Repressed Personality and Sexual Subtleties in Dr. Jekyll and Mr. Hyde
The Tragedies of repression
In the reference book Victorian Britain: An Encyclopedia Stevenson is noted for saying that "fiction should render the truths that make life significant" (760). We see this most closely in his Jekyll/Hyde experiment when Jekyll explains why he invented his infamous potion. Jekyll says: "I concealed my pleasures; and when I reached years of reflection...I stood already committed to a profound duplicity of life" (Stevenson, 42). Because of this feeling of being one thing in the public's eye, well respected and controlled, and another on his own, Hyde invents an outlet. This outlet becomes, at least symbolically, a representation of male hysteria, a psychological disorder stereotypically associated with women. Jekyll says "my two natures had memory in common" (48). Thus, Hyde is free to express his base and immoral self without conscience while Jekyll is voyeuristically allowed to watch without regret since the actions are not his own, but a different entities altogether.

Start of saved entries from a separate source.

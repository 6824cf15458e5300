//! Fixed-width concrete bit-vectors.
//!
//! [`BvConst`] is a nonnegative integer normalised into `[0, 2^W)` for a
//! width `W >= 1`, reinterpretable as signed through the top bit. Every
//! operation masks its result, so the normalisation invariant always holds.
//! Widths are arbitrary: 3-bit and 96-bit values work the same way as
//! 32-bit ones.

use std::fmt;

use num_bigint::{BigInt, BigUint};
use num_traits::{One, Zero};

use crate::error::{ExprError, Result};

/// Bit-vector width in bits.
pub type BvWidth = u32;

fn mask(width: BvWidth) -> BigUint {
    (BigUint::one() << width) - BigUint::one()
}

fn modulus(width: BvWidth) -> BigUint {
    BigUint::one() << width
}

/// A concrete bit-vector of fixed width.
///
/// The value is stored unsigned; [`BvConst::int_value`] and the signed
/// operations reinterpret it in two's complement.
#[derive(Debug, Clone, PartialEq, Eq, Hash)]
#[cfg_attr(feature = "serde", derive(serde::Serialize, serde::Deserialize))]
pub struct BvConst {
    width: BvWidth,
    value: BigUint,
}

impl BvConst {
    /// Builds a constant from a signed integer, reducing it into
    /// `[0, 2^width)` by two's complement.
    ///
    /// # Panics
    ///
    /// Panics if `width` is zero.
    #[must_use]
    pub fn new(value: i64, width: BvWidth) -> Self {
        assert!(width >= 1, "bit-vector width must be at least 1");
        if value < 0 {
            let m = BigUint::from(value.unsigned_abs()) % modulus(width);
            let v = if m.is_zero() { m } else { modulus(width) - m };
            Self { width, value: v }
        } else {
            Self {
                width,
                value: BigUint::from(value as u64) & mask(width),
            }
        }
    }

    /// Builds a constant from an unsigned big integer, masked to `width`.
    ///
    /// # Panics
    ///
    /// Panics if `width` is zero.
    #[must_use]
    pub fn from_biguint(value: BigUint, width: BvWidth) -> Self {
        assert!(width >= 1, "bit-vector width must be at least 1");
        Self {
            width,
            value: value & mask(width),
        }
    }

    /// Builds a constant from a signed big integer, reduced by two's
    /// complement.
    ///
    /// # Panics
    ///
    /// Panics if `width` is zero.
    #[must_use]
    pub fn from_bigint(value: &BigInt, width: BvWidth) -> Self {
        assert!(width >= 1, "bit-vector width must be at least 1");
        let m = value.magnitude() % modulus(width);
        let v = if value.sign() == num_bigint::Sign::Minus && !m.is_zero() {
            modulus(width) - m
        } else {
            m
        };
        Self { width, value: v }
    }

    /// Parses a constant from a string in the given radix (e.g. hex model
    /// values coming back from a backend).
    #[must_use]
    pub fn from_str_radix(s: &str, radix: u32, width: BvWidth) -> Option<Self> {
        let v = BigUint::parse_bytes(s.as_bytes(), radix)?;
        Some(Self::from_biguint(v, width))
    }

    /// The zero constant of the given width.
    #[must_use]
    pub fn zero(width: BvWidth) -> Self {
        Self::new(0, width)
    }

    /// The one constant of the given width.
    #[must_use]
    pub fn one(width: BvWidth) -> Self {
        Self::new(1, width)
    }

    /// The all-ones constant of the given width (`-1` signed).
    #[must_use]
    pub fn all_ones(width: BvWidth) -> Self {
        assert!(width >= 1, "bit-vector width must be at least 1");
        Self {
            width,
            value: mask(width),
        }
    }

    /// Width in bits.
    #[must_use]
    pub fn width(&self) -> BvWidth {
        self.width
    }

    /// The unsigned value.
    #[must_use]
    pub fn uint_value(&self) -> &BigUint {
        &self.value
    }

    /// The value reinterpreted as a signed integer.
    #[must_use]
    pub fn int_value(&self) -> BigInt {
        if self.is_negative() {
            BigInt::from(self.value.clone()) - BigInt::from(modulus(self.width))
        } else {
            BigInt::from(self.value.clone())
        }
    }

    /// True iff the sign bit (bit `width - 1`) is set.
    #[must_use]
    pub fn is_negative(&self) -> bool {
        self.value.bit(u64::from(self.width) - 1)
    }

    /// True iff the value is zero.
    #[must_use]
    pub fn is_zero(&self) -> bool {
        self.value.is_zero()
    }

    /// True iff the value is one.
    #[must_use]
    pub fn is_one(&self) -> bool {
        self.value.is_one()
    }

    /// True iff every bit is set.
    #[must_use]
    pub fn has_all_bits_set(&self) -> bool {
        self.value == mask(self.width)
    }

    /// True iff the unsigned value is representable in a `u64`.
    #[must_use]
    pub fn fits_in_u64(&self) -> bool {
        self.value.bits() <= 64
    }

    /// The low 64 bits of the value. Callers that need the exact value
    /// should check [`BvConst::fits_in_u64`] first.
    #[must_use]
    pub fn as_u64(&self) -> u64 {
        self.value.iter_u64_digits().next().unwrap_or(0)
    }

    /// The signed value truncated to an `i64`. Meaningful only when the
    /// signed magnitude fits in 64 bits.
    #[must_use]
    pub fn as_i64(&self) -> i64 {
        if self.is_negative() {
            -(self.neg().as_u64() as i64)
        } else {
            self.as_u64() as i64
        }
    }

    fn check_width(&self, other: &Self) -> Result<()> {
        if self.width != other.width {
            return Err(ExprError::WidthMismatch {
                lhs: self.width,
                rhs: other.width,
            });
        }
        Ok(())
    }

    /// Modular addition.
    pub fn add(&self, other: &Self) -> Result<Self> {
        self.check_width(other)?;
        Ok(Self {
            width: self.width,
            value: (&self.value + &other.value) & mask(self.width),
        })
    }

    /// Modular subtraction.
    pub fn sub(&self, other: &Self) -> Result<Self> {
        self.check_width(other)?;
        Ok(Self {
            width: self.width,
            value: (&self.value + modulus(self.width) - &other.value) & mask(self.width),
        })
    }

    /// Modular multiplication.
    pub fn mul(&self, other: &Self) -> Result<Self> {
        self.check_width(other)?;
        Ok(Self {
            width: self.width,
            value: (&self.value * &other.value) & mask(self.width),
        })
    }

    /// Unsigned division. Division by zero yields all-ones, following the
    /// SMT bit-vector semantics.
    pub fn udiv(&self, other: &Self) -> Result<Self> {
        self.check_width(other)?;
        if other.is_zero() {
            return Ok(Self::all_ones(self.width));
        }
        Ok(Self {
            width: self.width,
            value: &self.value / &other.value,
        })
    }

    /// Unsigned remainder. Remainder by zero yields the dividend.
    pub fn urem(&self, other: &Self) -> Result<Self> {
        self.check_width(other)?;
        if other.is_zero() {
            return Ok(self.clone());
        }
        Ok(Self {
            width: self.width,
            value: &self.value % &other.value,
        })
    }

    /// Signed division, truncating toward zero. Division by zero yields
    /// all-ones (`-1`).
    pub fn sdiv(&self, other: &Self) -> Result<Self> {
        self.check_width(other)?;
        if other.is_zero() {
            return Ok(Self::all_ones(self.width));
        }
        let q = self.int_value() / other.int_value();
        Ok(Self::from_bigint(&q, self.width))
    }

    /// Signed remainder with the sign of the dividend. Remainder by zero
    /// yields the dividend.
    pub fn srem(&self, other: &Self) -> Result<Self> {
        self.check_width(other)?;
        if other.is_zero() {
            return Ok(self.clone());
        }
        let r = self.int_value() % other.int_value();
        Ok(Self::from_bigint(&r, self.width))
    }

    /// Bitwise and.
    pub fn and(&self, other: &Self) -> Result<Self> {
        self.check_width(other)?;
        Ok(Self {
            width: self.width,
            value: &self.value & &other.value,
        })
    }

    /// Bitwise or.
    pub fn or(&self, other: &Self) -> Result<Self> {
        self.check_width(other)?;
        Ok(Self {
            width: self.width,
            value: &self.value | &other.value,
        })
    }

    /// Bitwise xor.
    pub fn xor(&self, other: &Self) -> Result<Self> {
        self.check_width(other)?;
        Ok(Self {
            width: self.width,
            value: &self.value ^ &other.value,
        })
    }

    /// Bitwise complement.
    #[must_use]
    pub fn not(&self) -> Self {
        Self {
            width: self.width,
            value: mask(self.width) - &self.value,
        }
    }

    /// Two's-complement negation.
    #[must_use]
    pub fn neg(&self) -> Self {
        Self {
            width: self.width,
            value: (modulus(self.width) - &self.value) & mask(self.width),
        }
    }

    /// Left shift. Shifting by `n >= width` gives zero.
    #[must_use]
    pub fn shl(&self, n: BvWidth) -> Self {
        if n >= self.width {
            return Self::zero(self.width);
        }
        Self {
            width: self.width,
            value: (&self.value << n) & mask(self.width),
        }
    }

    /// Logical right shift. Shifting by `n >= width` gives zero.
    #[must_use]
    pub fn lshr(&self, n: BvWidth) -> Self {
        if n >= self.width {
            return Self::zero(self.width);
        }
        Self {
            width: self.width,
            value: &self.value >> n,
        }
    }

    /// Arithmetic right shift. Shifting by `n >= width` saturates to
    /// all-ones for negative values and zero otherwise.
    #[must_use]
    pub fn ashr(&self, n: BvWidth) -> Self {
        if n >= self.width {
            return if self.is_negative() {
                Self::all_ones(self.width)
            } else {
                Self::zero(self.width)
            };
        }
        if n == 0 {
            return self.clone();
        }
        let mut value = &self.value >> n;
        if self.is_negative() {
            value |= mask(n) << (self.width - n);
        }
        Self {
            width: self.width,
            value,
        }
    }

    /// Concatenation with `self` as the high part. The result width is the
    /// sum of both widths.
    #[must_use]
    pub fn concat(&self, low: &Self) -> Self {
        Self {
            width: self.width + low.width,
            value: (&self.value << low.width) | &low.value,
        }
    }

    /// Shrinks the value in place to bits `[high:low]`.
    pub fn truncate(&mut self, high: BvWidth, low: BvWidth) -> Result<()> {
        if low > high || high >= self.width {
            return Err(ExprError::OutOfBounds {
                high,
                low,
                width: self.width,
            });
        }
        let width = high - low + 1;
        self.value = (&self.value >> low) & mask(width);
        self.width = width;
        Ok(())
    }

    /// Returns bits `[high:low]` as a fresh value of width
    /// `high - low + 1`.
    pub fn slice(&self, high: BvWidth, low: BvWidth) -> Result<Self> {
        let mut res = self.clone();
        res.truncate(high, low)?;
        Ok(res)
    }

    /// Zero extension by `n` bits; the value is unchanged.
    #[must_use]
    pub fn zext(&self, n: BvWidth) -> Self {
        Self {
            width: self.width + n,
            value: self.value.clone(),
        }
    }

    /// Sign extension by `n` bits.
    #[must_use]
    pub fn sext(&self, n: BvWidth) -> Self {
        if !self.is_negative() || n == 0 {
            return self.zext(n);
        }
        Self {
            width: self.width + n,
            value: (mask(n) << self.width) | &self.value,
        }
    }

    /// Equality; errors on width mismatch.
    pub fn eq(&self, other: &Self) -> Result<bool> {
        self.check_width(other)?;
        Ok(self.value == other.value)
    }

    /// Unsigned less-than.
    pub fn ult(&self, other: &Self) -> Result<bool> {
        self.check_width(other)?;
        Ok(self.value < other.value)
    }

    /// Unsigned less-or-equal.
    pub fn ule(&self, other: &Self) -> Result<bool> {
        self.check_width(other)?;
        Ok(self.value <= other.value)
    }

    /// Unsigned greater-than.
    pub fn ugt(&self, other: &Self) -> Result<bool> {
        self.check_width(other)?;
        Ok(self.value > other.value)
    }

    /// Unsigned greater-or-equal.
    pub fn uge(&self, other: &Self) -> Result<bool> {
        self.check_width(other)?;
        Ok(self.value >= other.value)
    }

    /// Signed less-than.
    pub fn slt(&self, other: &Self) -> Result<bool> {
        self.check_width(other)?;
        Ok(self.int_value() < other.int_value())
    }

    /// Signed less-or-equal.
    pub fn sle(&self, other: &Self) -> Result<bool> {
        self.check_width(other)?;
        Ok(self.int_value() <= other.int_value())
    }

    /// Signed greater-than.
    pub fn sgt(&self, other: &Self) -> Result<bool> {
        self.check_width(other)?;
        Ok(self.int_value() > other.int_value())
    }

    /// Signed greater-or-equal.
    pub fn sge(&self, other: &Self) -> Result<bool> {
        self.check_width(other)?;
        Ok(self.int_value() >= other.int_value())
    }
}

impl fmt::Display for BvConst {
    fn fmt(&self, f: &mut fmt::Formatter<'_>) -> fmt::Result {
        write!(f, "<BV{} 0x{:x}>", self.width, self.value)
    }
}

Jekyll is described crying like a woman behind closed doors because Hyde has become the dominant personality (Showalter, 114).
Stevenson's narrative reflects some of the effects of socialization and their influence on the repression of certain forms of sexuality, specifically homosexuality, which we will explore a little later. Jekyll begins waking as Hyde, suggesting that when his social controls are weakest, Hyde is free to come out. The story dramatizes social norms, the search to deviate from them, and rid oneself of responsibility for one's actions that go against these norms. As Jekyll gets used to becoming Hyde, the socialized and repressed Jekyll becomes weak and sick while Hyde becomes stronger. Jekyll originally describes Hyde as small and dwarflike. If we stopped here we might think that Stevenson was making a comment about our baser selves being devolved. However, Jekyll goes on to explain that Jekyll himself must be constructed physically the way he is because most of his life had gone toward constructing a social facade, while Hyde was more childlike and thus smaller in stature--freer.
The Sexual Subtleties
Not one female character has a name within Stevenson's story. Because of this we are able to see Jekyll's lack of relationship with women, but also his abounding friendships with men. Through 20th Century eyes, which have seen the introduction of sexuality more clearly expressed as an identity thanks to Freud, one can begin to glimpse the homosexual undertones throughout the story. These undertones would not have been noticed right after its publication because homosexuality was not something openly discussed (though often blackmailed which I explore later).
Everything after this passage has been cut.